Now all roads lead to France and heavy is the tread
Of the living; but the dead returning lightly dance.
Edward Thomas, Roads

Tuesday, December 9, 2014

Remembering World War I: An Engineer’s Diary of the War reviewed by Peter L. Belmonte


Remembering World War I: An Engineer’s Diary of the War
by Charles Edward Dilkes
Edited by Virginia A. Dilkes, Georgia Dilkes Harris, and Lola Dilkes Koniuszy
Published by Juliet Publishing, 2014


Charles Edward Dilkes (1887–1968) graduated from Georgetown University with a background in engineering in 1910. On 1 May 1917, Dilkes responded to the nation's call to the colors by enlisting in the army and being assigned to the 1st Engineer Regiment at Washington, DC. In explaining why he enlisted, Dilkes, ever patriotic, said that "[e]very man must shoulder a weapon in defense of his home". For the rest of his time in the army, including service overseas in combat, Dilkes served in the 1st Engineers, part of the 1st Division.

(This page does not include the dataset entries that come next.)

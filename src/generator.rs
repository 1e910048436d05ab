//! `TimetableGenerator`: the full pipeline from entity store to timetable.
//!
//! Context Loader -> Session Expander -> Bound Analyzer -> (when the bounds
//! allow it) Assignment Solver -> Result Projector. Fatal conditions abort
//! with a [`GenerateError`]; soft infeasibility always completes and comes
//! back inside the [`GenerationResult`].

use log::{info, warn};
use serde::Serialize;
use std::collections::BTreeMap;
use std::time::Instant;

use crate::bounds::{BoundAnalysis, analyze_bounds};
use crate::config::GeneratorConfig;
use crate::context::Context;
use crate::data::{Assignment, FacultyId, Session, SoftViolation};
use crate::diagnostics::{DiagnosticsReport, diagnose};
use crate::error::{GenerateError, SolverError};
use crate::projector::{FacultyUtilization, TimetableViews, faculty_utilization, project};
use crate::sessions::expand_sessions;
use crate::solver::{SolveMethod, UnplacedSession, solve, unplaced_without_solving};
use crate::store::EntityStore;

#[derive(Debug, Clone, Copy, PartialEq, Eq, Serialize)]
#[serde(rename_all = "snake_case")]
pub enum GenerationStatus {
    /// Every session placed.
    Complete,
    /// Solver ran but some sessions are unplaced.
    Partial,
    /// Bound analysis blocked the solver.
    BoundInfeasible,
}

#[derive(Debug, Clone, PartialEq, Serialize)]
pub struct GenerationStats {
    pub sessions_total: usize,
    pub sessions_placed: usize,
    pub fill_rate: f64,
    /// `assign_reward * placed - min_violation_penalty * shortfall hours`
    pub score: f64,
    pub method: SolveMethod,
    pub elapsed_ms: u64,
    pub faculty_utilization: BTreeMap<FacultyId, FacultyUtilization>,
    pub mean_utilization: f64,
}

#[derive(Debug, Clone, PartialEq, Serialize)]
pub struct GenerationResult {
    pub context_version: u64,
    pub status: GenerationStatus,
    pub bound_analysis: BoundAnalysis,
    pub assignments: Vec<Assignment>,
    pub timetable: TimetableViews,
    pub unplaced: Vec<UnplacedSession>,
    pub soft_violations: Vec<SoftViolation>,
    pub stats: GenerationStats,
}

pub struct TimetableGenerator {
    config: GeneratorConfig,
}

impl TimetableGenerator {
    pub fn new(config: GeneratorConfig) -> Result<Self, GenerateError> {
        config.validate()?;
        Ok(Self { config })
    }

    pub fn config(&self) -> &GeneratorConfig {
        &self.config
    }

    /// Loads a fresh snapshot from `store` and runs the whole pipeline on it.
    pub fn generate(&self, store: &dyn EntityStore) -> Result<GenerationResult, GenerateError> {
        let context = Context::load(store)?;
        self.generate_from_context(&context)
    }

    pub fn generate_from_context(
        &self,
        context: &Context,
    ) -> Result<GenerationResult, GenerateError> {
        let start_time = Instant::now();
        let sessions = expand_sessions(context);
        let bound_analysis = analyze_bounds(context, &sessions);

        if !bound_analysis.feasible {
            if self.config.strict {
                return Err(SolverError::BoundInfeasible(bound_analysis.warnings).into());
            }
            warn!("Skipping solver: bound analysis reported infeasibility.");
            let unplaced = unplaced_without_solving(context, &sessions);
            return Ok(self.assemble(
                context,
                &sessions,
                bound_analysis,
                GenerationStatus::BoundInfeasible,
                Vec::new(),
                unplaced,
                Vec::new(),
                SolveMethod::Skipped,
                start_time,
            ));
        }

        let outcome = solve(context, &sessions, &self.config)?;
        let status = if outcome.unplaced.is_empty() {
            GenerationStatus::Complete
        } else {
            GenerationStatus::Partial
        };
        Ok(self.assemble(
            context,
            &sessions,
            bound_analysis,
            status,
            outcome.assignments,
            outcome.unplaced,
            outcome.soft_violations,
            outcome.method,
            start_time,
        ))
    }

    /// Bound analysis alone, as consumed by diagnostic tooling.
    pub fn analyze(&self, store: &dyn EntityStore) -> Result<BoundAnalysis, GenerateError> {
        let context = Context::load(store)?;
        let sessions = expand_sessions(&context);
        Ok(analyze_bounds(&context, &sessions))
    }

    pub fn diagnose(&self, store: &dyn EntityStore) -> Result<DiagnosticsReport, GenerateError> {
        let context = Context::load(store)?;
        let sessions = expand_sessions(&context);
        Ok(diagnose(&context, &sessions))
    }

    #[allow(clippy::too_many_arguments)]
    fn assemble(
        &self,
        context: &Context,
        sessions: &[Session],
        bound_analysis: BoundAnalysis,
        status: GenerationStatus,
        assignments: Vec<Assignment>,
        unplaced: Vec<UnplacedSession>,
        soft_violations: Vec<SoftViolation>,
        method: SolveMethod,
        start_time: Instant,
    ) -> GenerationResult {
        let utilization = faculty_utilization(context, &assignments);
        let mean_utilization = if utilization.is_empty() {
            0.0
        } else {
            utilization.values().map(|u| u.utilization).sum::<f64>() / utilization.len() as f64
        };
        let shortfall_hours: u64 = utilization
            .values()
            .map(|u| u64::from(u.min_hours_per_week.saturating_sub(u.assigned_hours)))
            .sum();
        let placed = assignments.len();
        let stats = GenerationStats {
            sessions_total: sessions.len(),
            sessions_placed: placed,
            fill_rate: if sessions.is_empty() {
                1.0
            } else {
                placed as f64 / sessions.len() as f64
            },
            score: self.config.assign_reward * placed as f64
                - self.config.min_violation_penalty * shortfall_hours as f64,
            method,
            elapsed_ms: start_time.elapsed().as_millis() as u64,
            faculty_utilization: utilization,
            mean_utilization,
        };
        info!(
            "Generation {:?}: {}/{} sessions placed, score {:.1}",
            status, stats.sessions_placed, stats.sessions_total, stats.score
        );
        GenerationResult {
            context_version: context.version,
            status,
            bound_analysis,
            timetable: project(&assignments),
            assignments,
            unplaced,
            soft_violations,
            stats,
        }
    }
}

Departing from Hoboken on 7 August 1917, Dilkes didn't have to wait long to experience combat as his ship, the Finland, was attacked by U-boats on August 20 as they neared France. The ensuing battle, eagerly watched by Dilkes and probably thousands of other soldiers and sailors, involved transports with deck guns, destroyers, and airplanes.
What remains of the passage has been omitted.